Records for the task:
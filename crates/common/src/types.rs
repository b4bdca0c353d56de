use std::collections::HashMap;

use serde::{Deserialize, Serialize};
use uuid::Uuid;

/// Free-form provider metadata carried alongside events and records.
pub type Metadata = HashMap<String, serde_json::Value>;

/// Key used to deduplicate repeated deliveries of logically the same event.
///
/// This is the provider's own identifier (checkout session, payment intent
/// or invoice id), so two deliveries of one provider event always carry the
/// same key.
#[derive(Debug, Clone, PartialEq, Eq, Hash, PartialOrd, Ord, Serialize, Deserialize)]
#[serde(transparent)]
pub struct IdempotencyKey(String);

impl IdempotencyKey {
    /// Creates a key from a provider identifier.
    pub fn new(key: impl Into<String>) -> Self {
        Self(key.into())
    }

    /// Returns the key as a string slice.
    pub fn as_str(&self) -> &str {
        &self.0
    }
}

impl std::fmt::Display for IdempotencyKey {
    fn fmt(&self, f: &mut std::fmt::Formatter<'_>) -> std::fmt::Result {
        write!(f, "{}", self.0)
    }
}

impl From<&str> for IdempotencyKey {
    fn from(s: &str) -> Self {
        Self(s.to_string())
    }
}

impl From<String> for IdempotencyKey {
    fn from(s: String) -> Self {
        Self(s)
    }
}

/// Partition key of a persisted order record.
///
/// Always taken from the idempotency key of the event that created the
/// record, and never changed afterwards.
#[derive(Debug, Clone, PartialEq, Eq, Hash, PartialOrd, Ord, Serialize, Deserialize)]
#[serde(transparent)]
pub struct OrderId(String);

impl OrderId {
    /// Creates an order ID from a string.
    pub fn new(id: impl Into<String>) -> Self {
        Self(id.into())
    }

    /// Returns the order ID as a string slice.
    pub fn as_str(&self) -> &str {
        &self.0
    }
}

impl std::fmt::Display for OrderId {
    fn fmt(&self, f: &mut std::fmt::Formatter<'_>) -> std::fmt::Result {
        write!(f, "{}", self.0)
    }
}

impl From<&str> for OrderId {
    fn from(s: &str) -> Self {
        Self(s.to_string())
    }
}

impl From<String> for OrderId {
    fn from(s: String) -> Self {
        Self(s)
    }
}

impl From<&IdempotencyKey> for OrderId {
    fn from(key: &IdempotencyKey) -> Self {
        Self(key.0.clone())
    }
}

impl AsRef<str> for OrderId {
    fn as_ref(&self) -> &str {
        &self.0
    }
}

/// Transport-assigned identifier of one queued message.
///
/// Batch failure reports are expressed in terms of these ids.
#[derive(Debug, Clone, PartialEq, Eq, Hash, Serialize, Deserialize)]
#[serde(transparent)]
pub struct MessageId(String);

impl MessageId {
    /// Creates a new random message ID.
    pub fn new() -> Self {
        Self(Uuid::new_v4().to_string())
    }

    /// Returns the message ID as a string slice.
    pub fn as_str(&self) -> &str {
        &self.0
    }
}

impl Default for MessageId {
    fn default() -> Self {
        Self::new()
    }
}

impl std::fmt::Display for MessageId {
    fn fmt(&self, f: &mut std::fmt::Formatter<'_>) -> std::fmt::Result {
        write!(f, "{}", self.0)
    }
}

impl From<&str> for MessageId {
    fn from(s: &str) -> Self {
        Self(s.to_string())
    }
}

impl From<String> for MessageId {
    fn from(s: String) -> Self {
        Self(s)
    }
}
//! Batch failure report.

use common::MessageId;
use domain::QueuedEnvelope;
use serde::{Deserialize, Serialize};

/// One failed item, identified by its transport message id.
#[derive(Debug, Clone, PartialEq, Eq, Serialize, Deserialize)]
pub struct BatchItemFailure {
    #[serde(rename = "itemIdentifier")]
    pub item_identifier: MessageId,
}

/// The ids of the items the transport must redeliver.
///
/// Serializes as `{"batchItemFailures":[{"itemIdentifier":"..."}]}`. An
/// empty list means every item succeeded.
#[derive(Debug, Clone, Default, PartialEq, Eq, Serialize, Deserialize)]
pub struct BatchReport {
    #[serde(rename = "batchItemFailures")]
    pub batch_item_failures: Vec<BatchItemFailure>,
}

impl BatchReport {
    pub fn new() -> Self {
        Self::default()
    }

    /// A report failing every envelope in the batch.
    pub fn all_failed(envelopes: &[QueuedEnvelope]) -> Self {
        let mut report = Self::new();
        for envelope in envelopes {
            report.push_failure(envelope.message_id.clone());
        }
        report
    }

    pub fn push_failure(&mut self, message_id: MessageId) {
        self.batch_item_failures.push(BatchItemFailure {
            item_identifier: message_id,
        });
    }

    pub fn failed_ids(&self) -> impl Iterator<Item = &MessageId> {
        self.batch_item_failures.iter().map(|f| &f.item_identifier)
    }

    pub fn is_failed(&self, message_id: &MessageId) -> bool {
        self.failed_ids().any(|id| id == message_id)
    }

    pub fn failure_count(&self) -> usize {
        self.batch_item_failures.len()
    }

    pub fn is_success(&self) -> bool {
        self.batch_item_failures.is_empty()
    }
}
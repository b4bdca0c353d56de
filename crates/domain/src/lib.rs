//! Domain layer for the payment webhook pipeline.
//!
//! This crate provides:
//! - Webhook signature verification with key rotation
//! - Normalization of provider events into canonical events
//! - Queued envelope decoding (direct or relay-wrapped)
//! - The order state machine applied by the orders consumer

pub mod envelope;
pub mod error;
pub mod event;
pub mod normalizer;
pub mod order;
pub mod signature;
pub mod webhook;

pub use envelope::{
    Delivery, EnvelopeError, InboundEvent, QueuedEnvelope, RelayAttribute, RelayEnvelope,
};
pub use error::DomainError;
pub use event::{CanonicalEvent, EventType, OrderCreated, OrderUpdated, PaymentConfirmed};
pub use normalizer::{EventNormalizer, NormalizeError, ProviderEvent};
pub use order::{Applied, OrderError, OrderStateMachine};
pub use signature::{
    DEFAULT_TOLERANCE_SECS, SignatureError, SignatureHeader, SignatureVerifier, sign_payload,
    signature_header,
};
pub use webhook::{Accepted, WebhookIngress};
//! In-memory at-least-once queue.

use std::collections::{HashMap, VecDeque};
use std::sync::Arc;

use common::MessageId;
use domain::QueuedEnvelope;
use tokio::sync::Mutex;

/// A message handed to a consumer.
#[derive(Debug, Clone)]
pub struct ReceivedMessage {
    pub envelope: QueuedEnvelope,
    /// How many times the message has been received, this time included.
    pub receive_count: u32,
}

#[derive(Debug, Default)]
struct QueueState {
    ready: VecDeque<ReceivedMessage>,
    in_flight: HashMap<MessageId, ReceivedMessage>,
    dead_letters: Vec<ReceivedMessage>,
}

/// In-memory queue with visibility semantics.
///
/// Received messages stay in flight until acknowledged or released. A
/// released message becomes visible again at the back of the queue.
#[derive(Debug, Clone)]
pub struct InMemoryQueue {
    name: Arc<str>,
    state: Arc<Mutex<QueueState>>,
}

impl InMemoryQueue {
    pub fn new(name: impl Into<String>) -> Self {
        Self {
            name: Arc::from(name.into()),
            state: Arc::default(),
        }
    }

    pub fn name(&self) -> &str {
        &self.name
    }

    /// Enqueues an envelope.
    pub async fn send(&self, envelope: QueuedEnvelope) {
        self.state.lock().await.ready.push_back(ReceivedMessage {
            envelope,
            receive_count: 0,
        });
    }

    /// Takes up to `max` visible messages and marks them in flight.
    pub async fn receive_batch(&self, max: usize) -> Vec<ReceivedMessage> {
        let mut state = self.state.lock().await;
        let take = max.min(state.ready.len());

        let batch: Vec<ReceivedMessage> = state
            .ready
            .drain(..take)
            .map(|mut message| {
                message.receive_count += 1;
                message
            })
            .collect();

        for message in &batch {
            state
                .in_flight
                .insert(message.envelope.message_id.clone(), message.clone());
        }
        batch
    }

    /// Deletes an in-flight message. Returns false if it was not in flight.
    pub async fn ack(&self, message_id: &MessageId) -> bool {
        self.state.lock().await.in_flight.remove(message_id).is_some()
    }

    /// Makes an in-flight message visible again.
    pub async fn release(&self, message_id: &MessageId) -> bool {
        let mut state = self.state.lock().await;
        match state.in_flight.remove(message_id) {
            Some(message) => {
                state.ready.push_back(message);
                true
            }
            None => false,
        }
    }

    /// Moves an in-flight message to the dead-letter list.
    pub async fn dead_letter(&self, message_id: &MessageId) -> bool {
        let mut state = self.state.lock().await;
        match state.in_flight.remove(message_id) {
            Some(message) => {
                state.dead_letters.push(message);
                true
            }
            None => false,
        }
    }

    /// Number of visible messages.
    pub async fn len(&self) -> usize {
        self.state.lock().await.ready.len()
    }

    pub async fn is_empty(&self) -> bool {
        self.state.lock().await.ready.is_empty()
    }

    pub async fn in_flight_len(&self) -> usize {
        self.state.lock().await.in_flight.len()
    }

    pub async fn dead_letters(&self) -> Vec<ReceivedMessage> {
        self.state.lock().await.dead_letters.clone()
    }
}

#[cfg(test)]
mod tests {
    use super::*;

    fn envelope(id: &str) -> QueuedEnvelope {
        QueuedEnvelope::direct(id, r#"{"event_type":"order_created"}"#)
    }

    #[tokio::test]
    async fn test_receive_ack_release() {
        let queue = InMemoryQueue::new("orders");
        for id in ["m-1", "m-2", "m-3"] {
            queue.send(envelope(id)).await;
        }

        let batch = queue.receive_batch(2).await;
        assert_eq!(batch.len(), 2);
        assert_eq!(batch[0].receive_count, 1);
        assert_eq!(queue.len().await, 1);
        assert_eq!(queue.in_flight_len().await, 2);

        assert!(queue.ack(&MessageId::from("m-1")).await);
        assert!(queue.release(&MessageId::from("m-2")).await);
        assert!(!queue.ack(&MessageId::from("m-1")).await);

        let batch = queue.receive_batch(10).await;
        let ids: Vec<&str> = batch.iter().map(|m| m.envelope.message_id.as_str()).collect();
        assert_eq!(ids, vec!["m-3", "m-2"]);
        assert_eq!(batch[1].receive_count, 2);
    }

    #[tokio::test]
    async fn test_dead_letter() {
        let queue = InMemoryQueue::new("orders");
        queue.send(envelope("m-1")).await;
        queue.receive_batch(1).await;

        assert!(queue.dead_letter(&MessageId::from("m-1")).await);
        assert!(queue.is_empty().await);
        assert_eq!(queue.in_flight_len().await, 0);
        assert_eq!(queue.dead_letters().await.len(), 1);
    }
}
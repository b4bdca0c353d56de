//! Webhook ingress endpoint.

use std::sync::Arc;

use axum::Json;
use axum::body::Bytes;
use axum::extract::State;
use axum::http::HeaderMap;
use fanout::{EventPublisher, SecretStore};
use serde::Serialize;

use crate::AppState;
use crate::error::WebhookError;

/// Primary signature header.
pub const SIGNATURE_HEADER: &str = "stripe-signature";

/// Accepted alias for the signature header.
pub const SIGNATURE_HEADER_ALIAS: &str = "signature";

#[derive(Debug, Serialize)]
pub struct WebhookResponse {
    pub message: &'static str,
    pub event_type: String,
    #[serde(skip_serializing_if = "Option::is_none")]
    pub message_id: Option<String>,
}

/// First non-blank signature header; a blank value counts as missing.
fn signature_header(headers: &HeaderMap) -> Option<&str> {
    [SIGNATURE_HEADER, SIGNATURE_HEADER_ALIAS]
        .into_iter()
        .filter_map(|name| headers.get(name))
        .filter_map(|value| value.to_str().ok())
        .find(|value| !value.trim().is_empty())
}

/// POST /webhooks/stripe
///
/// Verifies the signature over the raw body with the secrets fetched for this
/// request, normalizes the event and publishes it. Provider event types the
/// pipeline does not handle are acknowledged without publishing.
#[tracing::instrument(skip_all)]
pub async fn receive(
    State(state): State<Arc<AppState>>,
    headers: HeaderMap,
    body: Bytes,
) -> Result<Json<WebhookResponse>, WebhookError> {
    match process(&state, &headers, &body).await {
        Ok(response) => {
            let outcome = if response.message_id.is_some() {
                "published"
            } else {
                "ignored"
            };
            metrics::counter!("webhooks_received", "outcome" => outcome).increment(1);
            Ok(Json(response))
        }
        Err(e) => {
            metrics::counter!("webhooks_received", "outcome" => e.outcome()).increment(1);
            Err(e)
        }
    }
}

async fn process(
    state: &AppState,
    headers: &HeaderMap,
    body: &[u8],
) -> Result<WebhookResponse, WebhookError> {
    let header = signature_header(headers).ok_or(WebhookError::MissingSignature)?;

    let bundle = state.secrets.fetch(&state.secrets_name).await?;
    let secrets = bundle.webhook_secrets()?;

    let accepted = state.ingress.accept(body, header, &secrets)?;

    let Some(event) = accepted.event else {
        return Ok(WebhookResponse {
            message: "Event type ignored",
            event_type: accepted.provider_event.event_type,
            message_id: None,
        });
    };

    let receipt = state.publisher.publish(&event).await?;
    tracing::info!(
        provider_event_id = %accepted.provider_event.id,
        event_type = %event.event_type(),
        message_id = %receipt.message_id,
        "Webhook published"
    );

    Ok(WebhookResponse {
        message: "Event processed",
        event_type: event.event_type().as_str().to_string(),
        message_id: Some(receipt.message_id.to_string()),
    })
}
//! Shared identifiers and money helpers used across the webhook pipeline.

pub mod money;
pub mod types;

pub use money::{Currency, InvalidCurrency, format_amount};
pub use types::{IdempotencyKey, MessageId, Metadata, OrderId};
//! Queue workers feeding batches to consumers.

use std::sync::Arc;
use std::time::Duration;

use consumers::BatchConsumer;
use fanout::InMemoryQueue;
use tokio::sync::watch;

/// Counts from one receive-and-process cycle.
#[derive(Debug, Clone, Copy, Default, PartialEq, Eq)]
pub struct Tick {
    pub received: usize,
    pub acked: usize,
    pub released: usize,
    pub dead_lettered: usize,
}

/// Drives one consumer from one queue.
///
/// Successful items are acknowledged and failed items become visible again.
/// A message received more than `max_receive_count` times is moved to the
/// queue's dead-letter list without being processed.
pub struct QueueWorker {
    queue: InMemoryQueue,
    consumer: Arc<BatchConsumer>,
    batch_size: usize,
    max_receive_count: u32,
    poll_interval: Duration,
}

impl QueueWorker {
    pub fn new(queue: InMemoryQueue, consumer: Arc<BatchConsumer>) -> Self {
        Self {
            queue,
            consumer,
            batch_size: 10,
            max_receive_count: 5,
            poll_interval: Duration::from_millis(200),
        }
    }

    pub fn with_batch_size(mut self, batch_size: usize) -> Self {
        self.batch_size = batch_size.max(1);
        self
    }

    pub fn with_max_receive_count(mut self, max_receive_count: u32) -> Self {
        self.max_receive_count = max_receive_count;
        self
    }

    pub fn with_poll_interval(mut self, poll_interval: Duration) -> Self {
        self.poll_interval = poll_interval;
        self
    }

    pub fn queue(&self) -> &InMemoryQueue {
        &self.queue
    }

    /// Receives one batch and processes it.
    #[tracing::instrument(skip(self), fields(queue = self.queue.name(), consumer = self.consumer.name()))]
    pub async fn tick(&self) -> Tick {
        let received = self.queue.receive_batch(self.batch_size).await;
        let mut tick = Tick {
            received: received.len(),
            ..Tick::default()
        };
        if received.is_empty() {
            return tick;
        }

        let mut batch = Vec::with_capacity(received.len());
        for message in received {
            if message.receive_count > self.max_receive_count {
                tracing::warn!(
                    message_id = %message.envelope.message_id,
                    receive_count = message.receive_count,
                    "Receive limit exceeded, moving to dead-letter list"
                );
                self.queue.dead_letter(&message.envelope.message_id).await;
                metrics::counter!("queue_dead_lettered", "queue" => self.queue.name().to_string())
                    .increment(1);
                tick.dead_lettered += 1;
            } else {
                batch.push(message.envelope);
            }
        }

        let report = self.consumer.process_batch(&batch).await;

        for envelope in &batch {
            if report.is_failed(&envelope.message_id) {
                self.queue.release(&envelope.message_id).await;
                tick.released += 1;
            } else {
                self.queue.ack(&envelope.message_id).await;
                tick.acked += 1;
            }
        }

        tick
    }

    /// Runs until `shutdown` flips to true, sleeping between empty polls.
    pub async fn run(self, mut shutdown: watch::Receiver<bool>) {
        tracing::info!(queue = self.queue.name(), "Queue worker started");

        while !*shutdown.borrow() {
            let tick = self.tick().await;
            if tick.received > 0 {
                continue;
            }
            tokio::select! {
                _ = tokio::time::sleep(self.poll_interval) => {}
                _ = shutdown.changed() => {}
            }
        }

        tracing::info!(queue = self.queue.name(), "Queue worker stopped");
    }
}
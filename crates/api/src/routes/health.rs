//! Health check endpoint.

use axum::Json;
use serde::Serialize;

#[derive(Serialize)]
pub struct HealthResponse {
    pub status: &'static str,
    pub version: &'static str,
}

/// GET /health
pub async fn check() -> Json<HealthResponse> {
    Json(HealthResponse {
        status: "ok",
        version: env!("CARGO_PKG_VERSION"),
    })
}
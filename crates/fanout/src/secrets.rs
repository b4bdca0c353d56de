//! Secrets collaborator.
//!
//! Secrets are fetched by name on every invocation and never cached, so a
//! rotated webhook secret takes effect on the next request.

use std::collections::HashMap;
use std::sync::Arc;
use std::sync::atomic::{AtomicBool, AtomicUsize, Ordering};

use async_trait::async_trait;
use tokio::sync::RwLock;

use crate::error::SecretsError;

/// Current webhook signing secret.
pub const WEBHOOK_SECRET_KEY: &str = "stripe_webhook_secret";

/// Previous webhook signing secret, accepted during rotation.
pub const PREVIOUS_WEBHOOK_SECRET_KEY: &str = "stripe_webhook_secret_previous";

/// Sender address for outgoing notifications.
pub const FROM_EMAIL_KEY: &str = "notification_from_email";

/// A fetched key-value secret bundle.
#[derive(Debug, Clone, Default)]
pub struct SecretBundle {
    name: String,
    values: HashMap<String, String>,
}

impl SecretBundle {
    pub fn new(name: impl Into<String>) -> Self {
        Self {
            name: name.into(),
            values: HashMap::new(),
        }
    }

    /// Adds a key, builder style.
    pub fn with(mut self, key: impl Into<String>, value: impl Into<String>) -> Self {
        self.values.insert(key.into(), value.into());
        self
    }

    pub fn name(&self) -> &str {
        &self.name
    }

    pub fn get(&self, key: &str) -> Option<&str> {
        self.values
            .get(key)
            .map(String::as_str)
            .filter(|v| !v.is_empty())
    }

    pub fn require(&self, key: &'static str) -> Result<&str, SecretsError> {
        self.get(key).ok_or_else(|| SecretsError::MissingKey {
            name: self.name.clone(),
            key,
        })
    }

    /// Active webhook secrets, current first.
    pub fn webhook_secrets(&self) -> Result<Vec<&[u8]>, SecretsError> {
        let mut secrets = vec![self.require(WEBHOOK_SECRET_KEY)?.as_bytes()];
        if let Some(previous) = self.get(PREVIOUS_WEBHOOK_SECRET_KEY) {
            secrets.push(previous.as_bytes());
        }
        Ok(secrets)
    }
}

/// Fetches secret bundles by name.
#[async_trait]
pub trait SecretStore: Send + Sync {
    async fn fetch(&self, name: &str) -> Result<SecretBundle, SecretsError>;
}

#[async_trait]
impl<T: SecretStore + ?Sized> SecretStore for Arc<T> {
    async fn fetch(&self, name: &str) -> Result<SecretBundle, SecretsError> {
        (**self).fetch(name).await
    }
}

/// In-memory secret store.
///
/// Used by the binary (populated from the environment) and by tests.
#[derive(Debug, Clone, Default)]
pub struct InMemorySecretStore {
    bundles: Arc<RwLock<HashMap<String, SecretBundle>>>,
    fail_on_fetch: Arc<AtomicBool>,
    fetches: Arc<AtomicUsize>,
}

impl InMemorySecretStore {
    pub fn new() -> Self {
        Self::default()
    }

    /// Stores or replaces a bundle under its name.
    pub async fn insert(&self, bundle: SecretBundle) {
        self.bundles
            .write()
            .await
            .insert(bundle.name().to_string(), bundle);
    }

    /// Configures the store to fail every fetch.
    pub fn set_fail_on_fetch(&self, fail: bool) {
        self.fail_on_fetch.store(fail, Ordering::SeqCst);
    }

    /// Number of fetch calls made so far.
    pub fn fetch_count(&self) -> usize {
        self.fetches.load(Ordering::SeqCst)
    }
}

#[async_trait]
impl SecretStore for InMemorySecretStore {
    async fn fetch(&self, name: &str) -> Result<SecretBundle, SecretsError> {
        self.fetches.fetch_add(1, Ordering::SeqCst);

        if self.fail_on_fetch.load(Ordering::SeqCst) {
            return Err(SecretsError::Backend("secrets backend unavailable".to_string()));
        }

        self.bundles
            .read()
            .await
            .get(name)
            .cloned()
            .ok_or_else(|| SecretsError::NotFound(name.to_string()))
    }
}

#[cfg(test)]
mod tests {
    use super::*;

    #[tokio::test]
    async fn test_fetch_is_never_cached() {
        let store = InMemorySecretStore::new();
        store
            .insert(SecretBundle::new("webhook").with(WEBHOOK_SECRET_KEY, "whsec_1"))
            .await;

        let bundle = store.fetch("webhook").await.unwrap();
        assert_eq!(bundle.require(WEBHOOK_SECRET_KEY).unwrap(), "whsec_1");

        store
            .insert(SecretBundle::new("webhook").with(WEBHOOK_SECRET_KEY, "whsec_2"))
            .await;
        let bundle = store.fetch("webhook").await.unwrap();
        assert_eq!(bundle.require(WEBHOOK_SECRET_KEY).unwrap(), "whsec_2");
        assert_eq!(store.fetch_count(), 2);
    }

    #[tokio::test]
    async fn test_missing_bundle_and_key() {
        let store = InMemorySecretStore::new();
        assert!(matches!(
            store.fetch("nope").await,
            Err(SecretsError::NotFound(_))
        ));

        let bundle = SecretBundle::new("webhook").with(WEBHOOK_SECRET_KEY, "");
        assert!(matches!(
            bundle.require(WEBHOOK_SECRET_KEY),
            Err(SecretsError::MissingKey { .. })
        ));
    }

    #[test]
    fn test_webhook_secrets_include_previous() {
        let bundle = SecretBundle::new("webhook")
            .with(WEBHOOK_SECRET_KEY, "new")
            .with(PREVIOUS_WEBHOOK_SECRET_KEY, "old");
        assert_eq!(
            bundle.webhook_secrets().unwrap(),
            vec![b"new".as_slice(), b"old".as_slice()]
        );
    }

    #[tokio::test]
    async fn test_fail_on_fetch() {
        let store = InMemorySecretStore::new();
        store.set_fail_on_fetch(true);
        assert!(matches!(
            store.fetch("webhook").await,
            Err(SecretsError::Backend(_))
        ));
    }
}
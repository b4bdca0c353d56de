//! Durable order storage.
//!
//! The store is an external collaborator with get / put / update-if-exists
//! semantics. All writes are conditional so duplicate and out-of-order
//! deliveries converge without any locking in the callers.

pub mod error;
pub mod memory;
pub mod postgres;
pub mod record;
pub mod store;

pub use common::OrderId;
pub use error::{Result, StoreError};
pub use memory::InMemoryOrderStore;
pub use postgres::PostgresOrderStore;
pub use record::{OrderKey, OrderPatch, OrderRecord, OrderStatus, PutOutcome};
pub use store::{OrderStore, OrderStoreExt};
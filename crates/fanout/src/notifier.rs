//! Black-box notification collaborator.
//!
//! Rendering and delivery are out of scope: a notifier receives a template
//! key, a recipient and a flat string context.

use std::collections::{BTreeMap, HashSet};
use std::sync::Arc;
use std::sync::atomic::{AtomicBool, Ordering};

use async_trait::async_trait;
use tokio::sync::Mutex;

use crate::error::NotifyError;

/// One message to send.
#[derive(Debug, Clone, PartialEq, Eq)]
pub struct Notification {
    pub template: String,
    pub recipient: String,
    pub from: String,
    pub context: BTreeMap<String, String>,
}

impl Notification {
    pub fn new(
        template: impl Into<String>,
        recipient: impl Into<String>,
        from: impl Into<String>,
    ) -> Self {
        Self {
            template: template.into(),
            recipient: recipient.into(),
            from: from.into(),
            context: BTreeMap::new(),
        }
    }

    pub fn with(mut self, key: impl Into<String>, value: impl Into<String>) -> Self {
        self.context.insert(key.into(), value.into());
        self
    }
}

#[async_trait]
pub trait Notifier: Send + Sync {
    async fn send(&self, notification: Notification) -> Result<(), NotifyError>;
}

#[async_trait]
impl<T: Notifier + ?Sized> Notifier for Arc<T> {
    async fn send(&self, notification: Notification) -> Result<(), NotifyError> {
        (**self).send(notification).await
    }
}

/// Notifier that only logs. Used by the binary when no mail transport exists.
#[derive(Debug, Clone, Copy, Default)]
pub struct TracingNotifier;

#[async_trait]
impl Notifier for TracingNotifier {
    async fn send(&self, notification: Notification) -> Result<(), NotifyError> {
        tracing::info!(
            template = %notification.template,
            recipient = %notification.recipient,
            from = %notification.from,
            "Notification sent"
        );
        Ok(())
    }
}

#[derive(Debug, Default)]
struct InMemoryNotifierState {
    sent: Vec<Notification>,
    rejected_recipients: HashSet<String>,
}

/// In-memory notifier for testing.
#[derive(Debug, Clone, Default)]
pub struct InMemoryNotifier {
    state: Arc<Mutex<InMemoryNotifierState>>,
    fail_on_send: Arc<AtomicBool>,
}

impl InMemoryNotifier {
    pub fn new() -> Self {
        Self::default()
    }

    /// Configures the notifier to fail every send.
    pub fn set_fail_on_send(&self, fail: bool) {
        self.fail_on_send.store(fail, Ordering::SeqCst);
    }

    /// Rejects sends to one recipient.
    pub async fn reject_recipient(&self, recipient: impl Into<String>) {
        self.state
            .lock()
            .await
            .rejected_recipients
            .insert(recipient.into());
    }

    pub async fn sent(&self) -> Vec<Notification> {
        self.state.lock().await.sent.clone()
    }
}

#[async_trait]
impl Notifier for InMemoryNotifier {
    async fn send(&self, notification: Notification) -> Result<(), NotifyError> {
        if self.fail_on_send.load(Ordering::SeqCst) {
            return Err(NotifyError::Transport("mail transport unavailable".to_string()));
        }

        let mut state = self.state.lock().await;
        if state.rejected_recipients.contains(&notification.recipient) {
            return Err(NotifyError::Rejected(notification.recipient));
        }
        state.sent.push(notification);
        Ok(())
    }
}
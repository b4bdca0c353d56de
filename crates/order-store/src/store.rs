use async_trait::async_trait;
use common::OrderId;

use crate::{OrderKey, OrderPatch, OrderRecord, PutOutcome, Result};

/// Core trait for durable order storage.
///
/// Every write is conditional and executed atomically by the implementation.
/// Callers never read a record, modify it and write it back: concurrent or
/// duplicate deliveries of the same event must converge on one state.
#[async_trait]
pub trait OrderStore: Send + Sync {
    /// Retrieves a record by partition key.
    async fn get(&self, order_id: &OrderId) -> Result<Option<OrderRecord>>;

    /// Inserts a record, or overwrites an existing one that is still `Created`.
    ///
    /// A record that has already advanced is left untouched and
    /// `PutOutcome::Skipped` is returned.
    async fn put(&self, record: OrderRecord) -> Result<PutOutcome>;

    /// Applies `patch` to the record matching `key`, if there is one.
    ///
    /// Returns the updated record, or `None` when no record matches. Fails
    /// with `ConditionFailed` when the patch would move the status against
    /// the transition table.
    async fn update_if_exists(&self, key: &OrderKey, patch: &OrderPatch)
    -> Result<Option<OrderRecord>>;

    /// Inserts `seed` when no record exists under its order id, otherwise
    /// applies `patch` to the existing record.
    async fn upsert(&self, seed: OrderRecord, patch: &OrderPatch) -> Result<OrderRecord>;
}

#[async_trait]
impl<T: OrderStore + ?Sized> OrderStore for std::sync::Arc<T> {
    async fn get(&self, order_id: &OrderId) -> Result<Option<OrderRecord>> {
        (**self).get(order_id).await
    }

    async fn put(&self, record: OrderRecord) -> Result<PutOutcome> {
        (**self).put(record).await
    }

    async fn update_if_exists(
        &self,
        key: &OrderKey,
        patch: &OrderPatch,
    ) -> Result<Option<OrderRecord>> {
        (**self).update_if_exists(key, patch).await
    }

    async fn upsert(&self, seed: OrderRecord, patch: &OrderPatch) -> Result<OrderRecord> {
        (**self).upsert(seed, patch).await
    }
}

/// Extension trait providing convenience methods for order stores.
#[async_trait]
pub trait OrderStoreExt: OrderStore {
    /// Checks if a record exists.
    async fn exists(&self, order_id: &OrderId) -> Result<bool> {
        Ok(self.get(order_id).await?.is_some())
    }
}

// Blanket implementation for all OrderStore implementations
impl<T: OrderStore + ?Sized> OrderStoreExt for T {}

Prompt: Every line that includes "RwLock" must be copied from the material above.

Answer to this task:
use tokio::sync::RwLock;
    bundles: Arc<RwLock<HashMap<String, SecretBundle>>>,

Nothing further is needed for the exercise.